By Danielle Daquino and Matt Burgess, Director.
As the social media phenomenon moves from strength to strength, abuse continues to proliferate the cyber world. Social media has moved in leaps and bounds in recent years. Political leaders nationwide are calling for media and communication law enforcement. This has been sparked in light of recent attacks that have resulted in online forums being littered with abuse.
Anonymous taunts and threats are being directed toward popular Australian identities on forums such as Twitter. No one is immune from the taunts, and few are being held accountable due to the anonymity of the attacks. Those subject to the attacks of these keyboard warriors include sports stars, celebrities and even Prime Minister Julia Gillard.
The Twitter war resulted in TV personality, Charlotte Dawson; suffering a breakdown after being vilified by these Twitter trolls. Dawson was admitted to Sydney’s St Vincent’s Hospital after a plague of nasty comments littered her Twitter feed. One troll bluntly remarked, ‘go hang yourself’. It seems no one is sheltered from the aggressive taunts that are plaguing social media forums. NRL West Tigers’ captain, Robbie Farah, was recently attacked with comments about his late mother being posted on his Twitter account. This led to him publicly speaking out, pledging that the government strength the enforcement of communication laws in Australia.

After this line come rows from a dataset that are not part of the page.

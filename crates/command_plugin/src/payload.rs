//! Lenient payload decoding.
//!
//! A chain shares one payload across all of its commands and each command only
//! reads its own subset, so conversion never fails: a field that is missing or
//! does not fit its declared type keeps its default. Values that a command
//! cannot do without are declared as [`Required`] and checked at first use.

use serde::de::DeserializeOwned;
use serde::{Deserialize, Serialize};
use serde_json::Value;
use thiserror::Error;

#[derive(Debug, Error, Clone, PartialEq, Eq)]
#[error("required field `{0}` was not provided")]
pub struct MissingField(pub &'static str);

/// Decode `payload` into `T`, falling back to `T::default()` field by field.
///
/// Every top-level key of the payload is tried on its own; keys that make
/// the target fail to deserialize are dropped and their field keeps its
/// default.
pub fn decode_lenient<T>(payload: &Value) -> T
where
    T: DeserializeOwned + Serialize + Default,
{
    if let Ok(value) = serde_json::from_value::<T>(payload.clone()) {
        return value;
    }

    let defaults = T::default();
    let mut merged = match serde_json::to_value(&defaults) {
        Ok(Value::Object(map)) => map,
        _ => return defaults,
    };

    let Value::Object(fields) = payload else {
        return defaults;
    };

    for (key, value) in fields {
        let previous = merged.insert(key.clone(), value.clone());
        if serde_json::from_value::<T>(Value::Object(merged.clone())).is_err() {
            match previous {
                Some(old) => merged.insert(key.clone(), old),
                None => merged.remove(key),
            };
        }
    }

    serde_json::from_value::<T>(Value::Object(merged)).unwrap_or(defaults)
}

/// The payload section a command reads: `payload[section]` if that is an
/// object, else the whole payload.
pub fn section<'a>(payload: &'a Value, name: &str) -> &'a Value {
    match payload.get(name) {
        Some(v @ Value::Object(_)) => v,
        _ => payload,
    }
}

/// Convenience over [`decode_lenient`] for a named payload section.
pub fn decode_section<T>(payload: &Value, name: &str) -> T
where
    T: DeserializeOwned + Serialize + Default,
{
    decode_lenient(section(payload, name))
}

/// A field that defaults to absent and is validated only when read.
#[derive(Debug, Clone, PartialEq, Serialize, Deserialize)]
#[serde(transparent)]
pub struct Required<T>(Option<T>);

impl<T> Default for Required<T> {
    fn default() -> Self {
        Required(None)
    }
}

impl<T> Required<T> {
    pub fn new(value: T) -> Self {
        Required(Some(value))
    }

    pub fn get(&self, field: &'static str) -> Result<&T, MissingField> {
        self.0.as_ref().ok_or(MissingField(field))
    }

    pub fn is_present(&self) -> bool {
        self.0.is_some()
    }
}

#[cfg(test)]
mod tests {
    use super::*;
    use serde_json::json;

    #[derive(Debug, Default, Serialize, Deserialize, PartialEq)]
    #[serde(default, rename_all = "camelCase")]
    struct Provision {
        host: Required<String>,
        cpus: u32,
        memory_mb: u64,
        tags: Vec<String>,
        dry_run: bool,
    }

    #[test]
    fn missing_fields_take_defaults() {
        let p: Provision = decode_lenient(&json!({"cpus": 4}));
        assert_eq!(p.cpus, 4);
        assert_eq!(p.memory_mb, 0);
        assert!(!p.host.is_present());
    }

    #[test]
    fn malformed_field_is_dropped_not_fatal() {
        let p: Provision = decode_lenient(&json!({"cpus": "lots", "memoryMb": 2048, "tags": ["a"]}));
        assert_eq!(p.cpus, 0);
        assert_eq!(p.memory_mb, 2048);
        assert_eq!(p.tags, vec!["a".to_string()]);
    }

    #[test]
    fn non_object_payload_yields_default() {
        let p: Provision = decode_lenient(&json!([1, 2, 3]));
        assert_eq!(p, Provision::default());
        let p: Provision = decode_lenient(&Value::Null);
        assert_eq!(p, Provision::default());
    }

    #[test]
    fn required_field_fails_only_on_use() {
        let p: Provision = decode_lenient(&json!({}));
        assert_eq!(p.host.get("host"), Err(MissingField("host")));

        let p: Provision = decode_lenient(&json!({"host": "hv-01"}));
        assert_eq!(p.host.get("host").unwrap(), "hv-01");
    }

    #[test]
    fn section_falls_back_to_whole_payload() {
        let payload = json!({"provision": {"cpus": 2}, "cpus": 8});
        let p: Provision = decode_section(&payload, "provision");
        assert_eq!(p.cpus, 2);
        let p: Provision = decode_section(&payload, "absent");
        assert_eq!(p.cpus, 8);
    }
}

It seems obvious that measures need to be taken to tie the hands of these keyboard crusaders. Like any matter, the cry for government intervention has delivered an obstacle of problems. Some people are calling for the anonymity of Twitter to cease; however, this does present a double-edged sword. The good and the bad always seem to go hand in hand. Maintaining your anonymity on a public forum does spark its advantages. One clear advantage is that people can express their opinions on highly contested matters without fear of being scrutinized for their beliefs. With these blurred lines, there lies difficulty in punishing cyber bullies. Perhaps education is the first step we can take in a pledge to combat these faceless bullies.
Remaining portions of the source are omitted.